I didn't see your original post, so I don't know what info 
you gave about this. I can send mail to root from any crontab 
without problem. If you haven't done this already, try 
a couple of things:

Check the contents of /var/mail/root, to see if the mail is 
being sent there. If so, then cron is somehow bypassing the 
system that sends root mail to the external address.

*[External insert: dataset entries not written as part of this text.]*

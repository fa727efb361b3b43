//! Decoration mapping and the editor apply boundary.
//!
//! Exercises: map_decorations, marker thresholds, range clamping,
//! DecorationSync reveal/idempotence, reconcile handle reuse.

use pretty_assertions::assert_eq;
use sensei_core::annotations::{
    map_decorations, reconcile, Decoration, DecorationHandle, DecorationKind, DecorationSync,
    EditorSurface,
};
use sensei_core::types::{AnalysisEntry, AnalysisResult, BlockMeta, QualityReport};

fn meta(name: &str, start: usize, end: usize) -> BlockMeta {
    BlockMeta {
        function_name: name.to_owned(),
        start_line: start,
        end_line: end,
        code: format!("def {name}(): pass"),
    }
}

fn report(score: f64) -> QualityReport {
    QualityReport {
        quality_score: score,
        complexity_estimate: "O(n)".to_owned(),
        plain_english_explanation: "does a thing".to_owned(),
        issues: Vec::new(),
    }
}

fn result_with_scores(scores: &[f64]) -> AnalysisResult {
    AnalysisResult {
        results: scores
            .iter()
            .enumerate()
            .map(|(i, s)| AnalysisEntry {
                meta: meta(&format!("f{i}"), i * 10 + 1, i * 10 + 5),
                analysis: Some(report(*s)),
            })
            .collect(),
    }
}

/// Records every call the sync layer makes.
#[derive(Default)]
struct RecordingEditor {
    next: u64,
    set_calls: Vec<(Vec<DecorationHandle>, Vec<Decoration>)>,
    revealed: Vec<usize>,
}

impl EditorSurface for RecordingEditor {
    fn set_decorations(
        &mut self,
        previous: &[DecorationHandle],
        decorations: &[Decoration],
    ) -> Vec<DecorationHandle> {
        self.set_calls.push((previous.to_vec(), decorations.to_vec()));
        decorations
            .iter()
            .map(|_| {
                self.next += 1;
                DecorationHandle(self.next)
            })
            .collect()
    }

    fn reveal_line(&mut self, line: usize) {
        self.revealed.push(line);
    }

    fn current_text(&self) -> String {
        "x\n".repeat(100)
    }
}

#[test]
fn scores_map_to_critical_warning_and_nothing() {
    let result = result_with_scores(&[3.0, 6.0, 9.0]);
    let plan = map_decorations(Some(&result), None, 100);

    assert_eq!(plan.decorations.len(), 2);
    assert_eq!(plan.decorations[0].kind, DecorationKind::Critical);
    assert_eq!(plan.decorations[1].kind, DecorationKind::Warning);
    assert_eq!((plan.decorations[1].start_line, plan.decorations[1].end_line), (11, 15));
    assert_eq!(plan.reveal_line, None);
}

#[test]
fn thresholds_are_strict() {
    let result = result_with_scores(&[4.99, 5.0, 7.99, 8.0]);
    let kinds: Vec<_> = map_decorations(Some(&result), None, 100)
        .decorations
        .into_iter()
        .map(|d| d.kind)
        .collect();
    assert_eq!(
        kinds,
        vec![DecorationKind::Critical, DecorationKind::Warning, DecorationKind::Warning]
    );
}

#[test]
fn missing_reports_and_empty_results_produce_nothing() {
    assert!(map_decorations(None, None, 10).decorations.is_empty());
    assert!(map_decorations(Some(&AnalysisResult::default()), None, 10).decorations.is_empty());

    let result = AnalysisResult {
        results: vec![AnalysisEntry { meta: meta("broken", 1, 3), analysis: None }],
    };
    assert!(map_decorations(Some(&result), None, 10).decorations.is_empty());
}

#[test]
fn selection_appends_highlight_and_reveal() {
    let result = result_with_scores(&[3.0, 6.0, 9.0]);
    let selected = result.results[2].meta.clone();
    let plan = map_decorations(Some(&result), Some(&selected), 100);

    assert_eq!(plan.decorations.len(), 3);
    assert_eq!(
        plan.decorations.last(),
        Some(&Decoration { start_line: 21, end_line: 25, kind: DecorationKind::ActiveHighlight })
    );
    assert_eq!(plan.reveal_line, Some(21));
    assert_eq!(plan.active, Some(selected.id()));
}

#[test]
fn out_of_range_blocks_are_clamped_or_dropped() {
    let result = AnalysisResult {
        results: vec![
            AnalysisEntry { meta: meta("tail", 8, 40), analysis: Some(report(2.0)) },
            AnalysisEntry { meta: meta("gone", 50, 60), analysis: Some(report(2.0)) },
            AnalysisEntry { meta: meta("zero", 0, 2), analysis: Some(report(6.0)) },
            AnalysisEntry { meta: meta("inverted", 5, 3), analysis: Some(report(6.0)) },
        ],
    };
    let plan = map_decorations(Some(&result), Some(&meta("gone", 50, 60)), 10);

    let ranges: Vec<_> = plan.decorations.iter().map(|d| (d.start_line, d.end_line)).collect();
    assert_eq!(ranges, vec![(8, 10), (1, 2), (5, 5)]);
    assert_eq!(plan.reveal_line, None);

    assert!(map_decorations(Some(&result), None, 0).decorations.is_empty());
}

#[test]
fn sync_reveals_once_per_selection_change() {
    let result = result_with_scores(&[3.0, 6.0, 9.0]);
    let b = result.results[1].meta.clone();
    let mut editor = RecordingEditor::default();
    let mut sync = DecorationSync::new();

    let baseline = map_decorations(Some(&result), None, 100);
    assert!(sync.apply(&mut editor, &baseline));
    assert_eq!(editor.revealed, Vec::<usize>::new());

    let selected = map_decorations(Some(&result), Some(&b), 100);
    sync.apply(&mut editor, &selected);
    assert_eq!(editor.revealed, vec![11]);
    assert_eq!(sync.applied().len(), 3);

    // Same selection again: identical list, no reveal, no editor call.
    let again = map_decorations(Some(&result), Some(&b), 100);
    assert_eq!(again, selected);
    assert!(!sync.apply(&mut editor, &again));
    assert_eq!(editor.revealed, vec![11]);
    assert_eq!(editor.set_calls.len(), 2);

    // Clearing restores the baseline and does not scroll.
    let cleared = map_decorations(Some(&result), None, 100);
    sync.apply(&mut editor, &cleared);
    assert_eq!(sync.applied(), baseline.decorations.as_slice());
    assert_eq!(editor.revealed, vec![11]);

    // Previous handles are always handed back to the editor.
    let (previous, _) = &editor.set_calls[2];
    assert_eq!(previous.len(), 3);
}

#[test]
fn reconcile_reuses_matching_handles() {
    let crit = Decoration { start_line: 1, end_line: 4, kind: DecorationKind::Critical };
    let warn = Decoration { start_line: 6, end_line: 9, kind: DecorationKind::Warning };
    let hl = Decoration { start_line: 6, end_line: 9, kind: DecorationKind::ActiveHighlight };

    let previous = vec![(DecorationHandle(1), crit), (DecorationHandle(2), hl)];
    let mut next = 10;
    let out = reconcile(&previous, &[crit, warn], || {
        next += 1;
        DecorationHandle(next)
    });

    assert_eq!(out.handles, vec![DecorationHandle(1), DecorationHandle(11)]);
    assert_eq!(out.added, vec![(DecorationHandle(11), warn)]);
    assert_eq!(out.removed, vec![DecorationHandle(2)]);
}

Is the problem cron, or just this job? Try a second cron job that 
just sends mail to root. Something like
	MAILTO=root
	* * * * * "Test"
The MAILTO will cause every job in the crontab to send its output 
to root, so you probably don't want to leave it in there very long.
root should get an e-mail that says something like 
	Test: not found
If not, then the problem is proably in the mail delivery. In that 
case, I don't know the specifics of your mail delivery, but it works 
in all other cases, so cron apparently can't access it. Cron's PATH 
contains only "/bin:/usr/bin", or something similar. The shells you 
successfully email from have longer PATHs. Take the PATH value from 
a shell, and put it into your cron tab.
        MAILTO=root
	PATH=<shell PATH>
        * * * * * "Test"
If that works, then you need to figure out which part of the PATH you 
need to add to cron's PATH. For security reasons, you don't want to 
leave a crontab configured like that. It's best to put the expanded 
PATH and the job in a shell script, and have cron call the script.
Ordinarily, if cron lacks a path, you get a "permission denied" 
e-mail, but in this case you're not getting e-mails.

If the first test (no PATH) does work, then examine the output from 
the app cron is trying to run and see if there is any output for 
cron to send you.

Remember that I'm speculating about the cause of your problem. I 
have no idea if this will get you anywhere.